- [Task brief]:
Filter the data for lines with the word "repositories", then copy every line so identified.

○ ○ ○

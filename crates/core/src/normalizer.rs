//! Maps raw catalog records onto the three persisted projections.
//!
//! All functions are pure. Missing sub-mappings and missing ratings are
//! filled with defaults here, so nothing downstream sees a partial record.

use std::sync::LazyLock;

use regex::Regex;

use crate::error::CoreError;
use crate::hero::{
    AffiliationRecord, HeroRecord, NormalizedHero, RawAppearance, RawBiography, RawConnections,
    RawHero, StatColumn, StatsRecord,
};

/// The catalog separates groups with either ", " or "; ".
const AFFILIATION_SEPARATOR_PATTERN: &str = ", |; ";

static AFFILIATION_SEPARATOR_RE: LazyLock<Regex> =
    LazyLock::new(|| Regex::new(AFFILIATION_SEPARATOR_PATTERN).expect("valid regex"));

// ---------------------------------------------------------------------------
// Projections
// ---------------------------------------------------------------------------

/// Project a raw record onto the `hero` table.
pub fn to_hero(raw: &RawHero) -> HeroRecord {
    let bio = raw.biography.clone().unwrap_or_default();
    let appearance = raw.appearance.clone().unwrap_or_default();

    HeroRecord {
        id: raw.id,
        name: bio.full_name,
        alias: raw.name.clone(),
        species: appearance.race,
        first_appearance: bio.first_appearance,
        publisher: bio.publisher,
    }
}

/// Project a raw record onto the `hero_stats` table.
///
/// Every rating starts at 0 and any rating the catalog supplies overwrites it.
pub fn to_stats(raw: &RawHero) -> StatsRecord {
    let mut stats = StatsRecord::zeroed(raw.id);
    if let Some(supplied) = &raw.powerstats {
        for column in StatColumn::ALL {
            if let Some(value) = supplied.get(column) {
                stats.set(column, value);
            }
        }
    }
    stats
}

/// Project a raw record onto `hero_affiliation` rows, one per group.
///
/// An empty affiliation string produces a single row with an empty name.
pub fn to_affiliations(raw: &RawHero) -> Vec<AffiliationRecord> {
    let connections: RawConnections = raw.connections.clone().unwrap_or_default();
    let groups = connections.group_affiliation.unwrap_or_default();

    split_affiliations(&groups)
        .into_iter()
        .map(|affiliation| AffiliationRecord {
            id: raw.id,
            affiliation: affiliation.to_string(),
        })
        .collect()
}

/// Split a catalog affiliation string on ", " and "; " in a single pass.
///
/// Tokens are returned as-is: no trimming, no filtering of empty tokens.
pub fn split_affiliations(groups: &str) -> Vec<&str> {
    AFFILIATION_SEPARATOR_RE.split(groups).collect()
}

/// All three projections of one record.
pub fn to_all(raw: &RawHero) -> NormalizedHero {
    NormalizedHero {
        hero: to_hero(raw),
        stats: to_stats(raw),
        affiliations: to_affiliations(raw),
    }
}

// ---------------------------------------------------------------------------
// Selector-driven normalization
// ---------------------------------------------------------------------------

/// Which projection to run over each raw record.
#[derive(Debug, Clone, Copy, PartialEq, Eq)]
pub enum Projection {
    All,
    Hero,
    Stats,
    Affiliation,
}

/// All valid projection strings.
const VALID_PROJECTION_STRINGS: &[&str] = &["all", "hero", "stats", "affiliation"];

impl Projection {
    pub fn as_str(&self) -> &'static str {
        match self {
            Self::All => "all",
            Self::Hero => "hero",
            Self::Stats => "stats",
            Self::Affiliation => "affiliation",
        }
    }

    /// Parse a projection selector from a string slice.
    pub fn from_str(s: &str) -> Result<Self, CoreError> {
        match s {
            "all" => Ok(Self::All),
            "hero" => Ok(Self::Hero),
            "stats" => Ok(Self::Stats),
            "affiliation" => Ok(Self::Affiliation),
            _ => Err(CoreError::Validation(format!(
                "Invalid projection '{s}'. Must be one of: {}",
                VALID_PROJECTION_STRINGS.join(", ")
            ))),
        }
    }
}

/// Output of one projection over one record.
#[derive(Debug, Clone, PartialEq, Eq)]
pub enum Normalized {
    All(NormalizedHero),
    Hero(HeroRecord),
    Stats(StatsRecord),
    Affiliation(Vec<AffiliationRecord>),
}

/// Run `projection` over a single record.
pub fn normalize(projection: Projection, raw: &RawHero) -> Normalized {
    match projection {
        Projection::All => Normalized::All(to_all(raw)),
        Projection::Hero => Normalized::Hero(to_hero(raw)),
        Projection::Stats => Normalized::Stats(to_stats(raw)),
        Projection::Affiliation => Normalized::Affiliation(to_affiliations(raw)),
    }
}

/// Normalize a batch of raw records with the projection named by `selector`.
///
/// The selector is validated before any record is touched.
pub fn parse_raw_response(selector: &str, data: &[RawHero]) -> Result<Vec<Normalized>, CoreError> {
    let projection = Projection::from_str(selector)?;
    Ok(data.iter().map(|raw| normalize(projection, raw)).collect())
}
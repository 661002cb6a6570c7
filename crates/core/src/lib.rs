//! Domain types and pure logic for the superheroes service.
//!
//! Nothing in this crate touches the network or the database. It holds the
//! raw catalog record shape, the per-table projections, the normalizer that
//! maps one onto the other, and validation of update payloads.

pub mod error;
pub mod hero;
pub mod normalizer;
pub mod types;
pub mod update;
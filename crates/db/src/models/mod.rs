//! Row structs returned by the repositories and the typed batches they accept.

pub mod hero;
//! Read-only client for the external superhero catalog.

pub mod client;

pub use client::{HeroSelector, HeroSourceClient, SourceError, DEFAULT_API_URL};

○ ○ ○

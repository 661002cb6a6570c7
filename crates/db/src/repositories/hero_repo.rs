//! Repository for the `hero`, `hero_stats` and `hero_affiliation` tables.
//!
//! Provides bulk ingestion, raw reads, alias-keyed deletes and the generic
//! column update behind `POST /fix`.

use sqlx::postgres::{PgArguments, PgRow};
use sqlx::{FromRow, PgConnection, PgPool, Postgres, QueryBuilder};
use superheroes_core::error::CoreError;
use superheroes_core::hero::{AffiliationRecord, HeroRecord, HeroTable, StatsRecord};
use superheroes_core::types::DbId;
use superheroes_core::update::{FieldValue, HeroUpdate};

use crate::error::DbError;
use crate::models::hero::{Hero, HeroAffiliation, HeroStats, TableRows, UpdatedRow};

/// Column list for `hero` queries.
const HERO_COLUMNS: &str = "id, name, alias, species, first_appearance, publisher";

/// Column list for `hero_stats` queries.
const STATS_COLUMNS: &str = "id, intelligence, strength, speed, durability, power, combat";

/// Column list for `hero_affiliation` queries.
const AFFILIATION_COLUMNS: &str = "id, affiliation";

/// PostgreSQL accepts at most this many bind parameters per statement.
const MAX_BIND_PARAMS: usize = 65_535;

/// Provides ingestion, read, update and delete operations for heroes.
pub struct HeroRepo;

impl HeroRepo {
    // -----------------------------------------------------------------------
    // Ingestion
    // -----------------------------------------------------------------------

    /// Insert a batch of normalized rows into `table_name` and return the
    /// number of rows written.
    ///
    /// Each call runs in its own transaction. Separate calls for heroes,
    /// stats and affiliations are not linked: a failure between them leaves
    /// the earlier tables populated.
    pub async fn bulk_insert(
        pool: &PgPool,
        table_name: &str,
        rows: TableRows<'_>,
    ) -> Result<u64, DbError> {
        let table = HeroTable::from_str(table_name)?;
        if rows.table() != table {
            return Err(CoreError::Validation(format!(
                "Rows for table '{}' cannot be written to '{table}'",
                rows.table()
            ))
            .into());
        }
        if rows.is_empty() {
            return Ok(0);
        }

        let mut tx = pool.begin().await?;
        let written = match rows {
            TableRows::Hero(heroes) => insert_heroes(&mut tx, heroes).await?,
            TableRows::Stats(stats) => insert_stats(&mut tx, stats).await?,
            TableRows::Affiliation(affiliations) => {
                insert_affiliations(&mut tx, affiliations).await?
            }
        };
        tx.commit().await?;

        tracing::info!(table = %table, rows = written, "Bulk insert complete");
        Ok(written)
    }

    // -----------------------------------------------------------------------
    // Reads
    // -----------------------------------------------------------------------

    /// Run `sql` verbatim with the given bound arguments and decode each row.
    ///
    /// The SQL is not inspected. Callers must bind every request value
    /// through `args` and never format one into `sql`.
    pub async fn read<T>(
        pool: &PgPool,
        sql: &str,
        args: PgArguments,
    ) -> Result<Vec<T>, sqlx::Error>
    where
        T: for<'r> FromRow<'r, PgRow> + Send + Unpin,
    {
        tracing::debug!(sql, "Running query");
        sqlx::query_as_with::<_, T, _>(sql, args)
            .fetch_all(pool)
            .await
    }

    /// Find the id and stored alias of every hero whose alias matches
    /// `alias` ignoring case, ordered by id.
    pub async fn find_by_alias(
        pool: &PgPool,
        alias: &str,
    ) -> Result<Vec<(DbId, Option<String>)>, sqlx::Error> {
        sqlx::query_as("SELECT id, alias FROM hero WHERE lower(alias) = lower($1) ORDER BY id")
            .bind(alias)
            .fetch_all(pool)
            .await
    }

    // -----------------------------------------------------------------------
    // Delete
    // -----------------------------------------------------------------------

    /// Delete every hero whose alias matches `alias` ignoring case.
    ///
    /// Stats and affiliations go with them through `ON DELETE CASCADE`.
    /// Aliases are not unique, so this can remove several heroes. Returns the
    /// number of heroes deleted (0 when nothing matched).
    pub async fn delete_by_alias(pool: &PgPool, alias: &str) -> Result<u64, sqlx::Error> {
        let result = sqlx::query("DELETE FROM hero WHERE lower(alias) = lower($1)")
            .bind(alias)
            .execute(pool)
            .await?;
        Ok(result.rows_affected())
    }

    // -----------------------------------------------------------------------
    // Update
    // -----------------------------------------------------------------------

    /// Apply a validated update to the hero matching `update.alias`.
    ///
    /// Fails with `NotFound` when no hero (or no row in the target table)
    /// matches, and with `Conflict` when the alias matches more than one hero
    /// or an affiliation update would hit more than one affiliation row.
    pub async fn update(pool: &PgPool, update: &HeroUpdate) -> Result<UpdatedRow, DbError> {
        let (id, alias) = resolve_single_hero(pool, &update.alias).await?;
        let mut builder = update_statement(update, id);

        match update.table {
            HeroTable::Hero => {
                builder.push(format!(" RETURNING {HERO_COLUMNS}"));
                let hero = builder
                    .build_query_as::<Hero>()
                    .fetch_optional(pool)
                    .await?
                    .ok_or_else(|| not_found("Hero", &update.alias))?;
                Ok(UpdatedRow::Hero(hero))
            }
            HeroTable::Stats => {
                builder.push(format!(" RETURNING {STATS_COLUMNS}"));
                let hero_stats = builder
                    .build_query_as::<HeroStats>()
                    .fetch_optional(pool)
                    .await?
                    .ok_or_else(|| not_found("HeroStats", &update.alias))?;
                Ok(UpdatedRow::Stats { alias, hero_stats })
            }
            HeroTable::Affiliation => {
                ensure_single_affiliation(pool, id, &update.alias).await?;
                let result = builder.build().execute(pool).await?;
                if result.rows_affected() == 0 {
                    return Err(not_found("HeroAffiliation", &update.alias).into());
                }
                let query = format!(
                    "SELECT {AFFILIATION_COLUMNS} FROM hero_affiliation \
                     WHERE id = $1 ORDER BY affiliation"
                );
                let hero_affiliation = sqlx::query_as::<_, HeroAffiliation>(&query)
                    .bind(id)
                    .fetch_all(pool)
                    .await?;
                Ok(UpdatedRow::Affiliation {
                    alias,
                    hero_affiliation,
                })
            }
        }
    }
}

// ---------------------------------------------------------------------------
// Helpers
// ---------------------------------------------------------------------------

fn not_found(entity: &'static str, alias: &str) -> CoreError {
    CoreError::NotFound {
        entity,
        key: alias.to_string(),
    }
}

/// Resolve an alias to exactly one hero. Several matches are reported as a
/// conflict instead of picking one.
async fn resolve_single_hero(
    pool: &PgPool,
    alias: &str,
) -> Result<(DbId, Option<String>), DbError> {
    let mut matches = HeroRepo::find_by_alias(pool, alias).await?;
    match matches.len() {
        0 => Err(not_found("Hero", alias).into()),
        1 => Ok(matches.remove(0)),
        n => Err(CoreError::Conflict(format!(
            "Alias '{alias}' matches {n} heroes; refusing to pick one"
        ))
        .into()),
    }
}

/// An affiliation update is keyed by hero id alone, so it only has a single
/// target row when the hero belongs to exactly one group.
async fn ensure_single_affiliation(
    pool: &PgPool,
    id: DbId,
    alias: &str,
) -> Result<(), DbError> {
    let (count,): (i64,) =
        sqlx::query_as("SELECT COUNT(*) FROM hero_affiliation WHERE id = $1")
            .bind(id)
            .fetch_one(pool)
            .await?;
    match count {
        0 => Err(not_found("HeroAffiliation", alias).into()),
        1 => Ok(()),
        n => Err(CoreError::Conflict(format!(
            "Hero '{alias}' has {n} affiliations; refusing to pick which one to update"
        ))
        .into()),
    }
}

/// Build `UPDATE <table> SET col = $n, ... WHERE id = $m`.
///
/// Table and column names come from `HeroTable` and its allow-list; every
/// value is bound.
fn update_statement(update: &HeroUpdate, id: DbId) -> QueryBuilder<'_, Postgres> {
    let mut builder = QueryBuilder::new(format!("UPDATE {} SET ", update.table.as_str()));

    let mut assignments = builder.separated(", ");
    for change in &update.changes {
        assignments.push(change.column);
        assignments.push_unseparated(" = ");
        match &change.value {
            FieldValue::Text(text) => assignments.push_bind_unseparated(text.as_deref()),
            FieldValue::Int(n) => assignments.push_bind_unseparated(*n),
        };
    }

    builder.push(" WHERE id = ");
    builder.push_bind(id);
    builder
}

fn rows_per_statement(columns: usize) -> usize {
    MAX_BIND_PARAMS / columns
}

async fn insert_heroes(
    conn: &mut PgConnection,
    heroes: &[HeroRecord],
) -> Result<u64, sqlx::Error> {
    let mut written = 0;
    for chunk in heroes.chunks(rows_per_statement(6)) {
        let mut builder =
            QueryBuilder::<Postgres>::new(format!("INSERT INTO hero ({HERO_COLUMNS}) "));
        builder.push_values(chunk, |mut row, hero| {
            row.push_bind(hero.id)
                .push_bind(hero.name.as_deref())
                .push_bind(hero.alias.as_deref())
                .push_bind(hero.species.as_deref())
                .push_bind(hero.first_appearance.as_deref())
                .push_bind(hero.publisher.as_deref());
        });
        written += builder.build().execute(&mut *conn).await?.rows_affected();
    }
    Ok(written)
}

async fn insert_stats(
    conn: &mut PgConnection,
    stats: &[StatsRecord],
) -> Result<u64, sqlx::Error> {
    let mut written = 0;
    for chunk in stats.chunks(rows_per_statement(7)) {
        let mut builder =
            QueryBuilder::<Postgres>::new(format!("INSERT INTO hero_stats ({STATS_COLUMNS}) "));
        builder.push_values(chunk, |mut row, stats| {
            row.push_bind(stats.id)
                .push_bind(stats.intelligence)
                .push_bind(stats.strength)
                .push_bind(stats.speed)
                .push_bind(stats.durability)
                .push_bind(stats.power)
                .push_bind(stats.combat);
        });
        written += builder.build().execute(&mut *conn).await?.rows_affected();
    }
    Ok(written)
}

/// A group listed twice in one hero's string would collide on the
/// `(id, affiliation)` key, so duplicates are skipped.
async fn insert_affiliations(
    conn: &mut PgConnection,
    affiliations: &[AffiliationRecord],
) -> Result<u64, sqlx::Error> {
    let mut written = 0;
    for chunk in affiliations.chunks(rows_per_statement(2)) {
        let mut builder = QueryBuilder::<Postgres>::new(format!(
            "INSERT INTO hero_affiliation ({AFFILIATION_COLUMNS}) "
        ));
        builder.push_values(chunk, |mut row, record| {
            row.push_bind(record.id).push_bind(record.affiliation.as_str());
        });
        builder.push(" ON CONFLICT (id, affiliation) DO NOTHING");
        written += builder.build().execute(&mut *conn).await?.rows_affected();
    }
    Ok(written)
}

○ ○ ○

- [Solution to the problem]:
//! Row structs returned by the repositories and the typed batches they accept.
filename crates/db/src/repositories/hero_repo.rs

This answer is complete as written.